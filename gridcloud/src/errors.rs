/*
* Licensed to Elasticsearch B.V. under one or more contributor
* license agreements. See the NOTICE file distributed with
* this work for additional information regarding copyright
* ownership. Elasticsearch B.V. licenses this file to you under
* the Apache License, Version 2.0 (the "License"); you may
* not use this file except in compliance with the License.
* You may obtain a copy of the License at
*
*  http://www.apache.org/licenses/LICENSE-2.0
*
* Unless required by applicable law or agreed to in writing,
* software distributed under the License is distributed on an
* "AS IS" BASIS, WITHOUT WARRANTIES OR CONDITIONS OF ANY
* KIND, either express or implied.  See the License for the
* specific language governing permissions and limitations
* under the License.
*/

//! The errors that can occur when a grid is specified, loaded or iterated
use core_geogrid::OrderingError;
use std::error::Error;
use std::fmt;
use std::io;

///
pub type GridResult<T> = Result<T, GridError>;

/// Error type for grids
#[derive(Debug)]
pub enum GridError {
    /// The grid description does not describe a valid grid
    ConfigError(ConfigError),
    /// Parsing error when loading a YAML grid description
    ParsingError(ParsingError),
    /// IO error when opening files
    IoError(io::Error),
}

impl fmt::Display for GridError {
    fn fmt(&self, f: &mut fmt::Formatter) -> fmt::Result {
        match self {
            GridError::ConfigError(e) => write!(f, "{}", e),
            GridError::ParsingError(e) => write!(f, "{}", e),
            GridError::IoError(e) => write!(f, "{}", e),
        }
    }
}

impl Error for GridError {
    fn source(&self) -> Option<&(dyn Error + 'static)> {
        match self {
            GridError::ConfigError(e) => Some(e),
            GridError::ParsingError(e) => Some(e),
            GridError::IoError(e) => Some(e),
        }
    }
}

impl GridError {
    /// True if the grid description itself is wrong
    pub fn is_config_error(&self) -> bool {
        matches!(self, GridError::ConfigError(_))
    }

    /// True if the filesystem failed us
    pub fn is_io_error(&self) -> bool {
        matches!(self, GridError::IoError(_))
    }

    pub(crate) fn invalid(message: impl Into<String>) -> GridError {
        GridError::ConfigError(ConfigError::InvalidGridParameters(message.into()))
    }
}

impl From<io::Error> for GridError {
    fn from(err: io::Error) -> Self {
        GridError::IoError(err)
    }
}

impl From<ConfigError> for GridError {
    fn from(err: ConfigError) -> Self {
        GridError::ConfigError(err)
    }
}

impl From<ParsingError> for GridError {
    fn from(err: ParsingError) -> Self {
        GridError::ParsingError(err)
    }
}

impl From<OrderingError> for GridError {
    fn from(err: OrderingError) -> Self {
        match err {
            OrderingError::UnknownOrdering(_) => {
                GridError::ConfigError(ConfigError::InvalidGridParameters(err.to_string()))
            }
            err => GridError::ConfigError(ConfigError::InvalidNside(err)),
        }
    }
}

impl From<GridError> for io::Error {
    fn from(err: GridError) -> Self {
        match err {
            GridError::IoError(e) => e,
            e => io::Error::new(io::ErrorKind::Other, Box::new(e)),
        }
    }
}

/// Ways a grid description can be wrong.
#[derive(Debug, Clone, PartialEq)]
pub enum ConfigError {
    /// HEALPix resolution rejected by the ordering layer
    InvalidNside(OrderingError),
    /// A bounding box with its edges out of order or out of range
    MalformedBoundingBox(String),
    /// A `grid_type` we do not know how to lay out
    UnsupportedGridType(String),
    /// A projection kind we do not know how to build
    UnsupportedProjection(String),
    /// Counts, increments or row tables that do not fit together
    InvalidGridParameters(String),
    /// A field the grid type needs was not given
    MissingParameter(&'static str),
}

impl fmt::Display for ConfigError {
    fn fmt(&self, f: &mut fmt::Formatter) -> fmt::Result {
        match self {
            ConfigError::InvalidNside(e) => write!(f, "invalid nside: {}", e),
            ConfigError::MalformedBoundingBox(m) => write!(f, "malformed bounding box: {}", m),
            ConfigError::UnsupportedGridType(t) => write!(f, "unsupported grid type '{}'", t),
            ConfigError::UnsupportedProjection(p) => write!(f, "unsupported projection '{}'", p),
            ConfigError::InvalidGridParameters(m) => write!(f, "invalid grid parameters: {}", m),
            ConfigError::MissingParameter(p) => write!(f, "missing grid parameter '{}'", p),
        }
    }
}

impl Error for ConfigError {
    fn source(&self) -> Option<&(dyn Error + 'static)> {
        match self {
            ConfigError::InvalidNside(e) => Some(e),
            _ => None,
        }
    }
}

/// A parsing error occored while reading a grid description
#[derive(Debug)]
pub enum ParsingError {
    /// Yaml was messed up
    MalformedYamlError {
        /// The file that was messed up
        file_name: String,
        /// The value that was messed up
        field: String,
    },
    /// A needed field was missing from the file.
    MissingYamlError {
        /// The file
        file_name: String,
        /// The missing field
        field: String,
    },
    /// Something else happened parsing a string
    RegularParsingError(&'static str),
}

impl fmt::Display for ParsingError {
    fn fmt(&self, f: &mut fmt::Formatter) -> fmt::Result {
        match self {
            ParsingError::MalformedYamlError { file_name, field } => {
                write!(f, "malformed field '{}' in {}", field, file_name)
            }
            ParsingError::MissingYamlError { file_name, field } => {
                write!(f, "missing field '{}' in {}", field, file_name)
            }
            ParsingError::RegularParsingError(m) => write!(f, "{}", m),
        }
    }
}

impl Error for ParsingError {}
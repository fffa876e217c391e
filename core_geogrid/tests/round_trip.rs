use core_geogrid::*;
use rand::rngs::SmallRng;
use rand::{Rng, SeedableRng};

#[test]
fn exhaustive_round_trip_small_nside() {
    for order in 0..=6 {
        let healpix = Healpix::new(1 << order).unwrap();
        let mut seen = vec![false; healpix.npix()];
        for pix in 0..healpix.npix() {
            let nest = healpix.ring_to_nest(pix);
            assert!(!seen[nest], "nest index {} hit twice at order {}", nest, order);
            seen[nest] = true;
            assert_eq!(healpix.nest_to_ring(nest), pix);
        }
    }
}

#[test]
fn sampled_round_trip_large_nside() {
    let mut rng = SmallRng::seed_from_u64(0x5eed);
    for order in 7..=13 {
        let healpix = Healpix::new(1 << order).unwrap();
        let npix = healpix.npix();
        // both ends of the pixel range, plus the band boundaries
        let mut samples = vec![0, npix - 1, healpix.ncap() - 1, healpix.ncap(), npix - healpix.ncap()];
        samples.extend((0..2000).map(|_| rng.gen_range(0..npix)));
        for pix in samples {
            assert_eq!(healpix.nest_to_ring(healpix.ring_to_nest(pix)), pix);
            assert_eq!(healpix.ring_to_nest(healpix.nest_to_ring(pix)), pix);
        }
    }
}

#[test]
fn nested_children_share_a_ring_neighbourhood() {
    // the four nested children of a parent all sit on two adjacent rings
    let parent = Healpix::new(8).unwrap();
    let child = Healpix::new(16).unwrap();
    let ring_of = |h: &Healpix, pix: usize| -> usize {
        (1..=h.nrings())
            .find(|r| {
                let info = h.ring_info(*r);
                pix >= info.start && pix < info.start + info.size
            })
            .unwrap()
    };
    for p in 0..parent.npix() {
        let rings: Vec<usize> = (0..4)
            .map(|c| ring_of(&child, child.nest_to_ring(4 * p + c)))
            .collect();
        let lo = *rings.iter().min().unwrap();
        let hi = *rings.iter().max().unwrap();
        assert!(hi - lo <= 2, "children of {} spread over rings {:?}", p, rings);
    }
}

────

▶ Work order:
Wherever the string "UnsupportedGridType" appears in a line above, copy that line.

▶ Task result:
    UnsupportedGridType(String),
            ConfigError::UnsupportedGridType(t) => write!(f, "unsupported grid type '{}'", t),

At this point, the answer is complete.